令和5年度 第23問・民法・借地借家法
問題
建物賃貸借契約における修繕及び費用償還請求権についての以下の記述の中で、適切なものを選びなさい。
選択肢
- (1) 建物共用部内の下水管が破損し賃貸住宅の寝室に漏水が発生したときに、賃貸人が長期海外旅行中で連絡が取れない場合、賃借人は賃貸人の帰国を待たなければ、賃貸住宅の修繕を行うことができない、という内容である。

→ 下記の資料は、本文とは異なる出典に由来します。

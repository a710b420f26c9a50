//! Ways of reaching the daemon.
//!
//! [`WebSocketTransport`] is the persistent, message oriented link used by a
//! [`Channel`](crate::channel::Channel). [`HttpTransport`] is stateless and
//! performs one request per task, so it sits outside the [`Transport`] trait.

use crate::error::Result;

pub mod http;
pub mod websocket;

pub use self::http::{HttpTransport, HttpTransportBuilder};
pub use self::websocket::{WebSocketTransport, WebSocketTransportBuilder, MAX_MESSAGE_SIZE};

/// A single persistent connection carrying whole text messages
#[async_trait::async_trait]
pub trait Transport: Send + Sync {
    async fn send(&mut self, text: &str) -> Result<()>;

    /// Wait for the next complete message
    async fn receive(&mut self) -> Result<String>;

    /// Close the connection; closing twice is a no-op
    async fn close(&mut self) -> Result<()>;
}
use std::sync::Arc;

use tracing::{info, warn};

use crate::config::ModuleConfig;
use crate::dispatch::Dispatcher;
use crate::error::Result;
use crate::registry::{RegistryBuilder, ServiceRegistry};

/// Entry point for a module process
///
/// `args` are the process arguments without the program name. They are
/// validated before anything else happens, so a misconfigured module exits
/// without ever contacting the daemon.
pub async fn run<I, S>(args: I, services: RegistryBuilder) -> Result<()>
where
    I: IntoIterator<Item = S>,
    S: Into<String>,
{
    let config = ModuleConfig::from_args(args)?;
    serve(config, services).await
}

/// Serve the daemon until the connection closes or the process is interrupted
///
/// The connection is disposed and every service torn down before returning.
pub async fn serve(config: ModuleConfig, services: RegistryBuilder) -> Result<()> {
    let registry = Arc::new(services.build()?);
    info!(
        client_id = %config.client_id,
        daemon = %config.daemon_url,
        services = ?registry.ids(),
        "Starting module"
    );

    let connection = match config.connection().open() {
        Ok(connection) => connection,
        Err(e) => {
            teardown(registry);
            return Err(e.into());
        }
    };
    let dispatcher = Dispatcher::new(connection.clone(), Arc::clone(&registry))
        .poll_interval(config.poll_interval);

    tokio::select! {
        () = dispatcher.run() => {}
        () = interrupted() => info!("Interrupted, shutting down"),
    }

    connection.dispose().await;
    drop(dispatcher);
    teardown(registry);

    Ok(())
}

/// Resolves on Ctrl-C, or never if the handler cannot be installed
async fn interrupted() {
    if let Err(e) = tokio::signal::ctrl_c().await {
        warn!(error = %e, "Cannot listen for interrupts");
        std::future::pending::<()>().await;
    }
}

fn teardown(registry: Arc<ServiceRegistry>) {
    match Arc::try_unwrap(registry) {
        Ok(registry) => registry.teardown(),
        Err(_) => warn!("Service registry still shared, skipping teardown"),
    }
}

- (2) 経年劣化により故障したトイレの修繕のための費用(必要費)を賃借人が支出しているにもかかわらず、賃貸人がその支払を拒む場合、賃借人は、賃貸借契約が終了しても、賃貸住宅全体の明渡しを拒むことができる、という内容である。
- (3) 賃貸借契約が終了し、賃貸住宅を明け渡してから1年半が経過した時点で、賃借人が必要費を支出していたことを思い出し、賃貸人に対して必要費償還請求権を行使した場合、賃貸人は支払を拒むことができない、という内容である。
- (4) 造作買取請求権排除の特約が付されていない建物賃貸借契約において、賃借人が賃貸人の承諾を得て付加した造作に関し、賃借人が賃貸借契約終了時に造作買取請求権を行使した場合、賃貸人は賃借人と造作にかかる売買契約を締結する必要がある。
正答
正答は (2) です。
解説
正解は2です。本問は、民法・借地借家法・修繕・費用償還・造作買取請求について、正しい記述を選ぶ問題です。選択肢2が正解になるのは、この記述が制度や実務上の整理に沿っているからです。参照用の○×判定でも選択肢2は適切と整理できます。他の選択肢については、選択肢1は不適切、選択肢3は不適切、選択肢4は不適切です。設問が正しいものを問うているため、例外や要件を含めて最も正確な記述を選ぶことがポイントです。